What could have moved an American administration to pull such a trick? There's always a high-minded rationale for such a base maneuver. Ronald Reagan, if Gentle Reader will recall, did it to rescue Americans held by Tehran in his ill-considered arms-for-hostages deal. And yet top officials of the Obama administration swore up, down and sideways that no such deal was in the works.
When questioned about granting the Iranian regime access to American markets, they never revealed that such a license had already been granted a couple of months before. "The Obama administration misled the American people because they were desperate to get a deal with Iran," explained U.S. Sen. Rob Portman, and not all the false assurances from that administration could make up for what it was actually doing behind the scenes.
And yet shortly after this atrocious deal was made in July 2015, our then secretary of the treasury, Jack Lew, testified that even if Iran was getting some relief from American sanctions, it "will continue to be denied access to the (U.S.) financial and commercial market."

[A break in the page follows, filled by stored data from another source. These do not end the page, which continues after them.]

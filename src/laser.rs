//! Locates the laser spot in a frame and switches it on/off.
//!
//! `find_laser`/`laser_blob` grounded in `units.cpp`; the on/off wrapper
//! grounded in `util.cpp`'s trivial `laser` class (state plus a mailbox
//! call, nothing else).

use log::{debug, warn};

use crate::blob::{self, Blob, Rect};
use crate::classifier::Classifier;
use crate::context::GrayFrame;
use crate::error::Result;
use crate::mailbox::Mailbox;

/// Laser blobs saturate; this is well above the foreground threshold used
/// for ants.
pub const LASER_THRESH: u8 = 250;
const LASER_PIXEL_COUNT_GATE: u32 = 80;
const LASER_PIXEL_QUALIFY: i32 = 60;

fn laser_blob_heuristic(blob: &Blob, frame: &GrayFrame, fg: &GrayFrame) -> bool {
    let mut lcount = 0;
    for y in blob.rect.y..blob.rect.y + blob.rect.height {
        for x in blob.rect.x..blob.rect.x + blob.rect.width {
            if fg.at(x, y) == LASER_THRESH && frame.at(x, y) > LASER_THRESH {
                lcount += 1;
            }
        }
    }
    lcount > LASER_PIXEL_QUALIFY
}

fn laser_blob_neural(classifier: &dyn Classifier, frame: &GrayFrame, blob: &Blob) -> bool {
    classifier.classify(frame, (blob.xc, blob.yc)).laser > 0.9
}

/// Searches a `size`x`size` window around `(xc, yc)` for the first blob
/// that looks like the laser (enough saturated pixels, then the
/// heuristic/neural qualifying check). First match wins, exactly as the
/// original's scan order.
pub fn find_laser(
    mask: &mut [u8],
    cols: i32,
    rows: i32,
    frame: &GrayFrame,
    fg: &GrayFrame,
    xc: i32,
    yc: i32,
    size: i32,
    classifier: Option<&dyn Classifier>,
    keepout: impl Fn(i32, i32, i32) -> bool,
) -> Option<(i32, i32, Rect)> {
    let half_size = size / 2;
    let xs = (xc - half_size).max(0);
    let ys = (yc - half_size).max(0);
    let xe = (xc + half_size).min(cols);
    let ye = (yc + half_size).min(rows);
    let roi = Rect {
        x: xs,
        y: ys,
        width: xe - xs,
        height: ye - ys,
    };

    let blobs = match blob::find_blobs(mask, cols, rows, roi, LASER_THRESH, 1, keepout) {
        Ok(b) => b,
        Err(e) => {
            warn!("laser search aborted: {e}");
            return None;
        }
    };

    for candidate in &blobs {
        if candidate.npix <= LASER_PIXEL_COUNT_GATE {
            continue;
        }
        let qualifies = match classifier {
            Some(c) => laser_blob_neural(c, frame, candidate),
            None => laser_blob_heuristic(candidate, frame, fg),
        };
        if qualifies {
            debug!("found laser at {} {} npix {}", candidate.xc, candidate.yc, candidate.npix);
            return Some((candidate.xc, candidate.yc, candidate.rect));
        }
    }
    None
}

/// Tracks whether the laser is currently commanded on, and issues the
/// mailbox toggle.
pub struct LaserSwitch {
    is_on: bool,
}

impl LaserSwitch {
    pub fn new(start_on: bool) -> Self {
        LaserSwitch { is_on: start_on }
    }

    pub fn is_on(&self) -> bool {
        self.is_on
    }

    pub fn laser_on(&mut self, mailbox: &mut Mailbox) -> Result<()> {
        self.is_on = true;
        mailbox.switch_laser(true)
    }

    pub fn laser_off(&mut self, mailbox: &mut Mailbox) -> Result<()> {
        self.is_on = false;
        mailbox.switch_laser(false)
    }
}

#[cfg(test)]
mod test {
    use super::*;

    #[test]
    fn find_laser_picks_first_qualifying_bright_blob() {
        let cols = 200;
        let rows = 200;
        let mut mask = vec![0u8; (cols * rows) as usize];
        for y in 50..60 {
            for x in 50..60 {
                mask[(y * cols + x) as usize] = 255;
            }
        }
        let frame_data = vec![255u8; (cols * rows) as usize];
        let frame = GrayFrame::new(&frame_data, cols, rows, cols);
        let fg_snapshot = mask.clone();
        let fg = GrayFrame::new(&fg_snapshot, cols, rows, cols);

        let found = find_laser(&mut mask, cols, rows, &frame, &fg, 55, 55, 100, None, |_, _, _| false);
        assert!(found.is_some());
        let (xc, yc, _) = found.unwrap();
        assert!((50..60).contains(&xc));
        assert!((50..60).contains(&yc));
    }

    #[test]
    fn find_laser_rejects_small_blobs() {
        let cols = 100;
        let rows = 100;
        let mut mask = vec![0u8; (cols * rows) as usize];
        mask[(50 * cols + 50) as usize] = 255;
        mask[(50 * cols + 51) as usize] = 255;
        let frame_data = vec![255u8; (cols * rows) as usize];
        let frame = GrayFrame::new(&frame_data, cols, rows, cols);
        let fg_snapshot = mask.clone();
        let fg = GrayFrame::new(&fg_snapshot, cols, rows, cols);
        let found = find_laser(&mut mask, cols, rows, &frame, &fg, 50, 50, 100, None, |_, _, _| false);
        assert!(found.is_none());
    }
}
//! Single-slot shared-memory command channel to the motor firmware.
//!
//! The original maps a small `struct coms` over `/home/rgb/shmem` with raw
//! `mmap`; firmware polls `ok` and clears it once a move finishes. This is
//! the same handshake over `memmap2::MmapMut`, with volatile reads/writes
//! since the other side of the mapping is written outside Rust's aliasing
//! model.

use std::fs::OpenOptions;
use std::io::Write;
use std::path::Path;
use std::ptr::{addr_of, addr_of_mut};

use bitflags::bitflags;
use log::{debug, warn};
use memmap2::MmapMut;

use crate::error::{AntError, Result};

bitflags! {
    #[derive(Debug, Clone, Copy, PartialEq, Eq)]
    pub struct MailboxFlags: u16 {
        const LASER_ON  = 0x01;
        const MOTORS_ON = 0x02;
        const SHUTDOWN  = 0x04;
        const M1_NEG    = 0x08;
        const M2_NEG    = 0x10;
    }
}

const MAGIC: u32 = 0x1234_4321;

/// Exact wire layout of the shared-memory slot, matching the firmware's
/// `struct coms` byte for byte.
#[repr(C)]
struct CommsLayout {
    magic: u32,
    ms: u16,
    m1_steps: i16,
    m2_steps: i16,
    flags: u16,
    ok: u16,
}

/// Motor/laser command channel, one in-flight command at a time.
pub struct Mailbox {
    mmap: MmapMut,
    m1_limit: i32,
    m2_limit: i32,
}

impl Mailbox {
    /// Opens (creating if absent) the shared-memory file at `path` and maps
    /// it. Fires up the unit by setting `MOTORS_ON`, matching the
    /// constructor's handshake.
    pub fn open(path: &Path) -> Result<Self> {
        let exists = path.exists();
        let mut file = OpenOptions::new()
            .read(true)
            .write(true)
            .create(true)
            .truncate(false)
            .open(path)
            .map_err(|source| AntError::MailboxMap {
                path: path.display().to_string(),
                source,
            })?;

        if !exists {
            let zeroed = [0u8; std::mem::size_of::<CommsLayout>()];
            file.write_all(&zeroed).map_err(|source| AntError::MailboxMap {
                path: path.display().to_string(),
                source,
            })?;
        }

        let mut mmap = unsafe { MmapMut::map_mut(&file) }.map_err(|source| AntError::MailboxMap {
            path: path.display().to_string(),
            source,
        })?;

        let ptr = mmap.as_mut_ptr() as *mut CommsLayout;
        unsafe {
            addr_of_mut!((*ptr).magic).write_volatile(MAGIC);
            addr_of_mut!((*ptr).flags).write_volatile(MailboxFlags::MOTORS_ON.bits());
        }

        debug!("mailbox mapped at '{}'", path.display());
        Ok(Mailbox {
            mmap,
            m1_limit: 0,
            m2_limit: 0,
        })
    }

    fn ptr(&self) -> *mut CommsLayout {
        self.mmap.as_ptr() as *mut CommsLayout
    }

    fn ok(&self) -> u16 {
        unsafe { addr_of!((*self.ptr()).ok).read_volatile() }
    }

    fn set_ok(&self, v: u16) {
        unsafe { addr_of_mut!((*self.ptr()).ok).write_volatile(v) }
    }

    fn flags(&self) -> MailboxFlags {
        let bits = unsafe { addr_of!((*self.ptr()).flags).read_volatile() };
        MailboxFlags::from_bits_truncate(bits)
    }

    fn set_flags(&self, flags: MailboxFlags) {
        unsafe { addr_of_mut!((*self.ptr()).flags).write_volatile(flags.bits()) }
    }

    /// Resets the tracked step-limit origin, matching `hw::set_home`.
    pub fn set_home(&mut self) {
        self.m1_limit = 0;
        self.m2_limit = 0;
    }

    /// True once the firmware has cleared `ok`, i.e. it's ready for another
    /// command.
    pub fn hw_idle(&self) -> bool {
        self.ok() == 0
    }

    /// Posts a relative move in step space plus a laser on/off toggle, only
    /// if the slot is idle and the resulting absolute position stays within
    /// the configured keep-in bounds. Mirrors `hw::start_move`.
    pub fn start_move(&mut self, m1_steps: f64, m2_steps: f64, laser_on: bool, m1_min: i32, m1_max: i32, m2_min: i32, m2_max: i32) -> Result<()> {
        let m1 = m1_steps.round() as i32;
        let m2 = m2_steps.round() as i32;

        if self.m1_limit + m1 < m1_min
            || self.m1_limit + m1 > m1_max
            || self.m2_limit + m2 < m2_min
            || self.m2_limit + m2 > m2_max
        {
            warn!(
                "move rejected: at {} {} moving {} {}",
                self.m1_limit, self.m2_limit, m1, m2
            );
            return Err(AntError::MoveOutOfRange {
                m1_limit: self.m1_limit + m1,
                m2_limit: self.m2_limit + m2,
            });
        }

        if self.ok() != 0 {
            return Err(AntError::MailboxBusy);
        }

        self.m1_limit += m1;
        self.m2_limit += m2;

        let mut flags = self.flags();
        let (abs_m1, neg1) = if m1 < 0 { (-m1, true) } else { (m1, false) };
        let (abs_m2, neg2) = if m2 < 0 { (-m2, true) } else { (m2, false) };
        flags.set(MailboxFlags::M1_NEG, neg1);
        flags.set(MailboxFlags::M2_NEG, neg2);
        flags.set(MailboxFlags::LASER_ON, laser_on);

        unsafe {
            addr_of_mut!((*self.ptr()).ms).write_volatile(0);
            addr_of_mut!((*self.ptr()).m1_steps).write_volatile(abs_m1 as i16);
            addr_of_mut!((*self.ptr()).m2_steps).write_volatile(abs_m2 as i16);
        }
        self.set_flags(flags);
        self.set_ok(1);
        Ok(())
    }

    /// Toggles the laser without moving, matching `hw::switch_laser`.
    pub fn switch_laser(&mut self, laser_on: bool) -> Result<()> {
        if self.ok() != 0 {
            return Err(AntError::MailboxBusy);
        }
        unsafe {
            addr_of_mut!((*self.ptr()).m1_steps).write_volatile(0);
            addr_of_mut!((*self.ptr()).m2_steps).write_volatile(0);
        }
        let mut flags = self.flags();
        flags.remove(MailboxFlags::M1_NEG | MailboxFlags::M2_NEG);
        flags.set(MailboxFlags::LASER_ON, laser_on);
        self.set_flags(flags);
        self.set_ok(1);
        Ok(())
    }

    /// Posts a shutdown, waiting for the slot to be idle first.
    pub fn shutdown(&mut self) {
        if self.ok() != 0 {
            warn!("shutdown requested while mailbox still busy");
        }
        unsafe {
            addr_of_mut!((*self.ptr()).m1_steps).write_volatile(0);
            addr_of_mut!((*self.ptr()).m2_steps).write_volatile(0);
        }
        self.set_flags(MailboxFlags::SHUTDOWN);
        self.set_ok(1);
    }
}

#[cfg(test)]
mod test {
    use super::*;

    fn scratch_path(name: &str) -> std::path::PathBuf {
        std::env::temp_dir().join(format!("myrmidon-mailbox-test-{}-{}", std::process::id(), name))
    }

    #[test]
    fn fresh_mailbox_starts_idle_with_motors_on() {
        let path = scratch_path("fresh");
        let _ = std::fs::remove_file(&path);
        let mbox = Mailbox::open(&path).unwrap();
        assert!(mbox.hw_idle());
        assert!(mbox.flags().contains(MailboxFlags::MOTORS_ON));
        let _ = std::fs::remove_file(&path);
    }

    #[test]
    fn start_move_rejects_out_of_range_target() {
        let path = scratch_path("range");
        let _ = std::fs::remove_file(&path);
        let mut mbox = Mailbox::open(&path).unwrap();
        let err = mbox
            .start_move(100000.0, 0.0, false, -380, 345, -860, 980)
            .unwrap_err();
        assert!(matches!(err, AntError::MoveOutOfRange { .. }));
        let _ = std::fs::remove_file(&path);
    }

    #[test]
    fn start_move_posts_command_and_sets_busy() {
        let path = scratch_path("post");
        let _ = std::fs::remove_file(&path);
        let mut mbox = Mailbox::open(&path).unwrap();
        mbox.start_move(10.0, -5.0, true, -380, 345, -860, 980).unwrap();
        assert!(!mbox.hw_idle());
        assert!(mbox.flags().contains(MailboxFlags::M2_NEG));
        assert!(mbox.flags().contains(MailboxFlags::LASER_ON));
        let _ = std::fs::remove_file(&path);
    }

    #[test]
    fn start_move_rejects_when_busy() {
        let path = scratch_path("busy");
        let _ = std::fs::remove_file(&path);
        let mut mbox = Mailbox::open(&path).unwrap();
        mbox.start_move(1.0, 1.0, false, -380, 345, -860, 980).unwrap();
        let err = mbox.start_move(1.0, 1.0, false, -380, 345, -860, 980).unwrap_err();
        assert!(matches!(err, AntError::MailboxBusy));
        let _ = std::fs::remove_file(&path);
    }
}
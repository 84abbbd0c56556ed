use thiserror::Error;

/// Errors surfaced by the tracking/control core.
///
/// Per the error handling design, almost everything here is recoverable at
/// the frame boundary: callers log it and carry on to the next frame. Only
/// [`AntError::NoLaserOnStartup`] and an explicit quit/EOF from the caller's
/// frame source are meant to end the process.
#[derive(Error, Debug)]
pub enum AntError {
    #[error("blob extraction overflowed (more than {limit} seeds) and was discarded")]
    SeedOverflow { limit: usize },

    #[error("blob grew past {limit} pixels and was discarded")]
    BlobOverflow { limit: usize },

    #[error("move to m1={m1_limit}, m2={m2_limit} is out of range")]
    MoveOutOfRange { m1_limit: i32, m2_limit: i32 },

    #[error("mailbox slot still owned by firmware (ok != 0)")]
    MailboxBusy,

    #[error("no laser detected on startup")]
    NoLaserOnStartup,

    #[error("patch at ({px}, {py}) falls outside the frame")]
    PatchOutOfBounds { px: i32, py: i32 },

    #[error("foreground mask blew up ({nonzero} nonzero pixels); segmentation reset required")]
    ForegroundBlowUp { nonzero: usize },

    #[error("failed to map mailbox shared memory at {path}")]
    MailboxMap {
        path: String,
        #[source]
        source: std::io::Error,
    },

    #[error("failed to read or write config at {path}")]
    Config {
        path: String,
        #[source]
        source: std::io::Error,
    },

    #[error("failed to parse config")]
    ConfigParse(#[from] serde_json::Error),

    #[error(transparent)]
    Io(#[from] std::io::Error),

    #[error(transparent)]
    Csv(#[from] csv::Error),

    #[error(transparent)]
    Image(#[from] image::ImageError),
}

pub type Result<T> = std::result::Result<T, AntError>;
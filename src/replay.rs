//! Replays recorded ant positions from an `ants.pos` file onto a frame
//! buffer, interpolating between recorded samples. Grounded in
//! `player.cpp`.

use std::io::BufRead;
use std::path::Path;

use log::trace;

use crate::error::Result;
use crate::tracker::AntSizeTable;

#[derive(Debug, Clone, Copy, PartialEq, Eq)]
pub struct RecordedPos {
    pub x: i32,
    pub y: i32,
    pub npix: i32,
    pub frame: i32,
}

/// Matches the observed post-`pyrDown` blob footprint (length, width in
/// pixels) to an ideal ant-pixel-count bucket. Only the full-resolution
/// (`scale == 1`) table is ported; the original bails out with a log line
/// for any other scale, which this keeps as an `Err`.
const PIX_TBL_1: &[(i32, i32, i32)] = &[
    (1, 1, 1),
    (2, 1, 2),
    (3, 1, 3),
    (4, 2, 2),
    (6, 2, 3),
    (8, 2, 4),
    (9, 3, 3),
    (10, 2, 5),
    (12, 3, 4),
    (14, 2, 7),
    (15, 3, 5),
    (16, 4, 4),
    (18, 3, 6),
    (20, 4, 5),
    (21, 3, 7),
    (24, 4, 6),
];

/// Drives a replay of recorded `x y npix frame` samples, painting a small
/// dark rectangle onto the frame buffer at the interpolated position.
pub struct Replay {
    positions: Vec<RecordedPos>,
    cur: usize,
    done: bool,
}

impl Replay {
    pub fn load(path: &Path) -> Result<Self> {
        let file = std::fs::File::open(path)?;
        let reader = std::io::BufReader::new(file);
        let mut positions = Vec::new();
        for line in reader.lines() {
            let line = line?;
            let mut fields = line.split_whitespace();
            let (Some(x), Some(y), Some(npix), Some(frame)) =
                (fields.next(), fields.next(), fields.next(), fields.next())
            else {
                continue;
            };
            positions.push(RecordedPos {
                x: x.parse().unwrap_or(0),
                y: y.parse().unwrap_or(0),
                npix: npix.parse().unwrap_or(0),
                frame: frame.parse().unwrap_or(0),
            });
        }
        let done = positions_is_empty(&positions);
        Ok(Replay { positions, cur: 0, done })
    }

    pub fn is_done(&self) -> bool {
        self.done
    }

    /// Paints the interpolated ant position for `frame_index` into `frame`,
    /// if the replay has started and isn't finished yet.
    pub fn add_ant(&mut self, frame: &mut [u8], cols: i32, rows: i32, frame_index: i32, sizes: &AntSizeTable) {
        if self.done || self.positions.len() < 2 {
            return;
        }
        if self.cur == 0 && frame_index < self.positions[0].frame {
            return;
        }
        let pc = self.positions[self.cur];
        let pn = self.positions[self.cur + 1];
        if frame_index >= pc.frame && frame_index <= pn.frame {
            interp(frame, cols, rows, pc, pn, frame_index, sizes);
        }
        if frame_index == pn.frame {
            self.cur += 1;
            if self.cur >= self.positions.len() - 1 {
                self.done = true;
            }
        }
    }
}

fn positions_is_empty(positions: &[RecordedPos]) -> bool {
    positions.len() < 2
}

fn interp(frame: &mut [u8], cols: i32, rows: i32, pc: RecordedPos, pn: RecordedPos, frame_index: i32, sizes: &AntSizeTable) {
    let denom = (pn.frame - pc.frame) as f64;
    if denom == 0.0 {
        return;
    }
    let r = (frame_index - pc.frame) as f64 / denom;
    let px = (r * (pn.x - pc.x) as f64 + pc.x as f64).round() as i32;
    let py = (r * (pn.y - pc.y) as f64 + pc.y as f64).round() as i32;
    let ideal_size = sizes.get_size(px, py) as i32;

    let Some((len, width)) = lookup_rect(ideal_size) else {
        trace!("replay: no pixel table entry for ideal_size {ideal_size}");
        return;
    };

    trace!("replay paint {} {} ideal_size {} frame {}", px, py, ideal_size, frame_index);
    for i in 0..len {
        for j in 0..width {
            let x = px + j;
            let y = py + i;
            if x >= 0 && x < cols && y >= 0 && y < rows {
                frame[(y * cols + x) as usize] = 0;
            }
        }
    }
}

fn lookup_rect(ideal_size: i32) -> Option<(i32, i32)> {
    for pair in PIX_TBL_1.windows(2) {
        let (target, len, width) = pair[0];
        let next_target = pair[1].0;
        if ideal_size >= target && ideal_size < next_target {
            return Some((len, width));
        }
    }
    None
}

#[cfg(test)]
mod test {
    use super::*;
    use crate::config::GeometryConfig;
    use crate::config::TrackerConfig;
    use crate::geometry::Geometry;

    #[test]
    fn lookup_rect_finds_matching_bucket() {
        assert_eq!(lookup_rect(5), Some((2, 3)));
        assert_eq!(lookup_rect(1), Some((1, 1)));
    }

    #[test]
    fn lookup_rect_returns_none_past_the_table() {
        assert_eq!(lookup_rect(10_000), None);
    }

    #[test]
    fn replay_loads_and_marks_done_with_too_few_samples() {
        let path = std::env::temp_dir().join(format!("myrmidon-replay-test-{}.pos", std::process::id()));
        std::fs::write(&path, "100 100 10 0\n").unwrap();
        let replay = Replay::load(&path).unwrap();
        assert!(replay.is_done());
        let _ = std::fs::remove_file(&path);
    }

    #[test]
    fn replay_paints_interpolated_position() {
        let path = std::env::temp_dir().join(format!("myrmidon-replay-test2-{}.pos", std::process::id()));
        std::fs::write(&path, "100 100 10 0\n200 100 10 10\n").unwrap();
        let mut replay = Replay::load(&path).unwrap();
        assert!(!replay.is_done());

        let geo = Geometry::new(GeometryConfig::default());
        let cfg = TrackerConfig::default();
        let sizes = AntSizeTable::build(&geo, &cfg);
        let cols = 1280;
        let rows = 960;
        let mut frame = vec![255u8; (cols * rows) as usize];
        replay.add_ant(&mut frame, cols, rows, 5, &sizes);
        // Somewhere around x=150 should have been painted to 0.
        assert!(frame.iter().any(|&b| b == 0));
        let _ = std::fs::remove_file(&path);
    }
}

And a month later, one of his chief deputies, Adam Szubin, swore that, despite this done deal, "Iran will not be able to open bank accounts with U.S. banks, nor will Iran be able to access the U.S. banking sector, even for that momentary transaction to, what we call, dollarize a foreign payment."
Ah, those were the days, our friends and readers. Some of us thought they would never end. But they did, and to pretend otherwise would be as false as a three-dollar bill.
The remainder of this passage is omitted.